AIM OF THE TASK =
Starting at the line that contains "near the reflector's" and ending at the line that contains "use tokio::sync::RwLock;", the lines below are to be given again exactly, with nothing added.

───

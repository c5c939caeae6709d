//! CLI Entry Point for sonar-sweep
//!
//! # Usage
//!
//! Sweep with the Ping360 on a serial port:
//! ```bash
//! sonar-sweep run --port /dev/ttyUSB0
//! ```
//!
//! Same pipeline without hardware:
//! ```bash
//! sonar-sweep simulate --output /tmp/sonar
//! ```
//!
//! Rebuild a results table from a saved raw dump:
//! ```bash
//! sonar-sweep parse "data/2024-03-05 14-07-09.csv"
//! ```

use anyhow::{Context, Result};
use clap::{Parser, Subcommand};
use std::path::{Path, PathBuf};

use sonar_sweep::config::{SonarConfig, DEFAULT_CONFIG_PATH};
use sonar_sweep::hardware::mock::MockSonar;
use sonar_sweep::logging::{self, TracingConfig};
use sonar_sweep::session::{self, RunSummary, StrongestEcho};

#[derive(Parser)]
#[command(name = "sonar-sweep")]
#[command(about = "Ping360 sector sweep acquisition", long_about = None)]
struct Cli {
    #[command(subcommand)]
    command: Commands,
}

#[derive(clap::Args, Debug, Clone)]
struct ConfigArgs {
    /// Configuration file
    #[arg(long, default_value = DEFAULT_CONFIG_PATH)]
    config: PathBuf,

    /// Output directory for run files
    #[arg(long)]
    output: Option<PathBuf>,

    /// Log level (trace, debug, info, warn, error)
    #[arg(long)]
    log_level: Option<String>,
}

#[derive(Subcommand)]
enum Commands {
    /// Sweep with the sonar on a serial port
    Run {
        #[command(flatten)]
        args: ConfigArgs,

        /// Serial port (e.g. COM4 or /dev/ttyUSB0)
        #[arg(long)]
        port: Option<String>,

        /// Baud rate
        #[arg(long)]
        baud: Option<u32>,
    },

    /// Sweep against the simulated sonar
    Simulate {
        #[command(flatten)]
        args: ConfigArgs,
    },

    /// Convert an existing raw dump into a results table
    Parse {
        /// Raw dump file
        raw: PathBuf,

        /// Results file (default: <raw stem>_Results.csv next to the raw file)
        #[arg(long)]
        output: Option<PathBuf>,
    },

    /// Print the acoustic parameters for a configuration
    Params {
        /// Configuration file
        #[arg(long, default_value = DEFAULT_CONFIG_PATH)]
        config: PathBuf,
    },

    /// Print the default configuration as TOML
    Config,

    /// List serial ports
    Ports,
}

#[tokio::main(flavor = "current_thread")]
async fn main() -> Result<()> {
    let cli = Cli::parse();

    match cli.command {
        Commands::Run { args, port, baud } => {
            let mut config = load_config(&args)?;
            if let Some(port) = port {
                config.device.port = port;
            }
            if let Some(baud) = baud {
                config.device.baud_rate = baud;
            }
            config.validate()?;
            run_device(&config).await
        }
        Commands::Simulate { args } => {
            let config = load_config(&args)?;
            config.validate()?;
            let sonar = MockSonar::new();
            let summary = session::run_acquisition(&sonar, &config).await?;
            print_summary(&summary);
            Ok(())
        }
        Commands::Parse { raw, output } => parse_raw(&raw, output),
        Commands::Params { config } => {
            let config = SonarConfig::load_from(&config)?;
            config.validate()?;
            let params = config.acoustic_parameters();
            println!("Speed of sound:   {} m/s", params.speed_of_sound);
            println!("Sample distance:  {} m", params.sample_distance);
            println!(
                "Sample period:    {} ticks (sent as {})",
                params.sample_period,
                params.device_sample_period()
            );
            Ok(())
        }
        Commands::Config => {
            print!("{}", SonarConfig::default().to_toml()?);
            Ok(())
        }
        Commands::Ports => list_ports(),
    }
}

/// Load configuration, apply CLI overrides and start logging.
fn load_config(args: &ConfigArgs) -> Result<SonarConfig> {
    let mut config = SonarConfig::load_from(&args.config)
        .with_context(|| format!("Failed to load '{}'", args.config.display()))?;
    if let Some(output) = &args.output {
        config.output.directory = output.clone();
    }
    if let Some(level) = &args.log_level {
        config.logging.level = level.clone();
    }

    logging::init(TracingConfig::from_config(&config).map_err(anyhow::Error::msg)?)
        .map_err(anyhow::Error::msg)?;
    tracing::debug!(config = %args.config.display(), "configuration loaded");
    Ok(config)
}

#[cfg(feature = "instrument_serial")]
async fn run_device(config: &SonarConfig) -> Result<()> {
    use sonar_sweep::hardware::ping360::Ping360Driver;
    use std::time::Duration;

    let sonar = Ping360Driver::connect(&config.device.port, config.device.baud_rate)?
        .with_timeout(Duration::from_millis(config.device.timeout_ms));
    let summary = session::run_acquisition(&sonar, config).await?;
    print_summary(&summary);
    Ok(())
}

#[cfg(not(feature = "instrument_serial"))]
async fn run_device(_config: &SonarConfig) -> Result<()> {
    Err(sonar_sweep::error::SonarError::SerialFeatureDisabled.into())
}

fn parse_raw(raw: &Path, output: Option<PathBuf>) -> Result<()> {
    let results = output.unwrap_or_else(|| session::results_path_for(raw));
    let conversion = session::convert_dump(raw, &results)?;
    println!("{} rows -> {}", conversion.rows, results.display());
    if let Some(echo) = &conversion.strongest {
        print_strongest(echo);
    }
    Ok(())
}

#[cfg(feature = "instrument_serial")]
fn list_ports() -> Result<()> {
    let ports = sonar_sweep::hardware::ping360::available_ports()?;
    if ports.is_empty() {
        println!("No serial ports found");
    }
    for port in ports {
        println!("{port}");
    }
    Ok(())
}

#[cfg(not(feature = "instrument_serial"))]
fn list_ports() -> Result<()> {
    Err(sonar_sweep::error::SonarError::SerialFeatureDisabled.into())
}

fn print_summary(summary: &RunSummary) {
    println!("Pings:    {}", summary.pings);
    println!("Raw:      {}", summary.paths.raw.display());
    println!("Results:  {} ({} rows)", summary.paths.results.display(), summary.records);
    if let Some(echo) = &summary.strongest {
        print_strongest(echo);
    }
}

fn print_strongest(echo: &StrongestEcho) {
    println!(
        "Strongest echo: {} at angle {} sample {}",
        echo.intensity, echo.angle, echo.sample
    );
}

───

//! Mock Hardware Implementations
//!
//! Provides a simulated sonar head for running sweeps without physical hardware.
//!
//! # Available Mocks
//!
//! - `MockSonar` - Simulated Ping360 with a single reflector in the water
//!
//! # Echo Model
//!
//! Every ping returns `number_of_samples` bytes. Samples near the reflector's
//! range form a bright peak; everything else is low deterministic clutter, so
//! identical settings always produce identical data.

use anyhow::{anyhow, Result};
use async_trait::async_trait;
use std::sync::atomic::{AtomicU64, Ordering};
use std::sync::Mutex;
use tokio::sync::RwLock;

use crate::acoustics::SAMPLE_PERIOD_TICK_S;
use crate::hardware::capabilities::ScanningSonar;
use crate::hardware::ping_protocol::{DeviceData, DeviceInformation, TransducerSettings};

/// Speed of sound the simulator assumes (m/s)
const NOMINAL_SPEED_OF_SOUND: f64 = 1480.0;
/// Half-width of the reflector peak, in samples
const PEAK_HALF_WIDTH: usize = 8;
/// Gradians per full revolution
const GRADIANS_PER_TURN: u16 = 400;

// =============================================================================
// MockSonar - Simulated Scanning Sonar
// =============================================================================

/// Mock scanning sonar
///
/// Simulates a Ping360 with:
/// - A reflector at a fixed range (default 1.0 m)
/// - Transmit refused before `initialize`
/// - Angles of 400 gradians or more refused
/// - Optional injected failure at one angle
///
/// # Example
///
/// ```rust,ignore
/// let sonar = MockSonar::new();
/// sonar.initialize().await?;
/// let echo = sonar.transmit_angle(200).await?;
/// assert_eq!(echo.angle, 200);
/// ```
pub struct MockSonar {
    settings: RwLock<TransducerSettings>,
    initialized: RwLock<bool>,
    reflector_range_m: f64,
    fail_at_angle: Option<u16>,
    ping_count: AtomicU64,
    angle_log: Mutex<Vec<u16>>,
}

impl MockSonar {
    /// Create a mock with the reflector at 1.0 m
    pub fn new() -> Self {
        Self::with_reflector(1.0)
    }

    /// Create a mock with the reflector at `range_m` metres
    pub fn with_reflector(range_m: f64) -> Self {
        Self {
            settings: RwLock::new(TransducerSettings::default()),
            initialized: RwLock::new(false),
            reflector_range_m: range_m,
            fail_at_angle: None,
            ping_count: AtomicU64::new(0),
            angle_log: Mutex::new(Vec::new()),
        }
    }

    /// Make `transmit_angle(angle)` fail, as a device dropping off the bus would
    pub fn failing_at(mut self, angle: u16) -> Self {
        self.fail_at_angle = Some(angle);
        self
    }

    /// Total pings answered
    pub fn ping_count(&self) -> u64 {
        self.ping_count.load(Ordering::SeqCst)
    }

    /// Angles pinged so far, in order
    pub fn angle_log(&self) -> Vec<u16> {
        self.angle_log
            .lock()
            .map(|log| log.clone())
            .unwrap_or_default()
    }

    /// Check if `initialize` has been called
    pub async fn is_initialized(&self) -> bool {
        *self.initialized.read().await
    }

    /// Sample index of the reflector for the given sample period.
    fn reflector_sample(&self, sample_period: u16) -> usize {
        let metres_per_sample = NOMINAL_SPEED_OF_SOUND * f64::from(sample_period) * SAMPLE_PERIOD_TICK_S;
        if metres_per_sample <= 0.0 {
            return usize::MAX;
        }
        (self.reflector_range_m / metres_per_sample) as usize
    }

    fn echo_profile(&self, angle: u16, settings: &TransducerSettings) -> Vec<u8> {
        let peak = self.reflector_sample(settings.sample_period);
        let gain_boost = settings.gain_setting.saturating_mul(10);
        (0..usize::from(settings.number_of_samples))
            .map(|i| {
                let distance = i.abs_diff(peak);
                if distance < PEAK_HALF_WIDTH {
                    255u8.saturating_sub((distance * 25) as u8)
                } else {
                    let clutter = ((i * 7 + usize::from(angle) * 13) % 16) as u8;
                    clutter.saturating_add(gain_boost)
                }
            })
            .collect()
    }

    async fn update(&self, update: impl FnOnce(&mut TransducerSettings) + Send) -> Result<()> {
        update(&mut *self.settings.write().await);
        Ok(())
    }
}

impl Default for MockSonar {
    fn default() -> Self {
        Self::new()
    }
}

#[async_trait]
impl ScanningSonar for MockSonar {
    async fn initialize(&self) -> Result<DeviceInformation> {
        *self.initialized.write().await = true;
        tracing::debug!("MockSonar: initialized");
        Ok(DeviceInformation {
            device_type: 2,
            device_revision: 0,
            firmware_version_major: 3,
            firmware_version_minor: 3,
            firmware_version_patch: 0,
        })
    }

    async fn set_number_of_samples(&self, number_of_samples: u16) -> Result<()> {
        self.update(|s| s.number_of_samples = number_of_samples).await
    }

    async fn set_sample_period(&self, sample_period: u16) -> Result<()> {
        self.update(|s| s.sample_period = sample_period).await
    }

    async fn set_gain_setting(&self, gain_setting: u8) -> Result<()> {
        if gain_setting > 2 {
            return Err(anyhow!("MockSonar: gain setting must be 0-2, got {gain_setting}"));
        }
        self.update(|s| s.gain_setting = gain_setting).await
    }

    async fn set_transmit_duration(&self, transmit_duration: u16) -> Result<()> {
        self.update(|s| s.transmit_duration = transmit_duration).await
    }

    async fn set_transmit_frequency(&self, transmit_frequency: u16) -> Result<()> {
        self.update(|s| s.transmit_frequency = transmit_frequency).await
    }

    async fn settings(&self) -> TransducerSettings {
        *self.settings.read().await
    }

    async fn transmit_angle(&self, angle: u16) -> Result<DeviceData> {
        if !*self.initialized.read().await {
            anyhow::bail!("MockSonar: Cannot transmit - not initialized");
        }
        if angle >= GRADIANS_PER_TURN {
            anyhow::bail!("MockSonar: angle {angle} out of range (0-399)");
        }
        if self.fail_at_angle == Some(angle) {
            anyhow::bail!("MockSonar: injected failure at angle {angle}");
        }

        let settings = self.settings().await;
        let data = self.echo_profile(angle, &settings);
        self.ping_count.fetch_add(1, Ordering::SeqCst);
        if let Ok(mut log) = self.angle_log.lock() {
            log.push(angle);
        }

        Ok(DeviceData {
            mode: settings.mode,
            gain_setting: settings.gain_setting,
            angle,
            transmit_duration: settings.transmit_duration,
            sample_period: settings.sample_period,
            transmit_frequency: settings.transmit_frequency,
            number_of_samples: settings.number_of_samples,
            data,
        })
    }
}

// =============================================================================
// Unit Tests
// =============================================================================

───

RESPONSE =
//! Every ping returns `number_of_samples` bytes. Samples near the reflector's
//! range form a bright peak; everything else is low deterministic clutter, so
//! identical settings always produce identical data.

use anyhow::{anyhow, Result};
use async_trait::async_trait;
use std::sync::atomic::{AtomicU64, Ordering};
use std::sync::Mutex;
use tokio::sync::RwLock;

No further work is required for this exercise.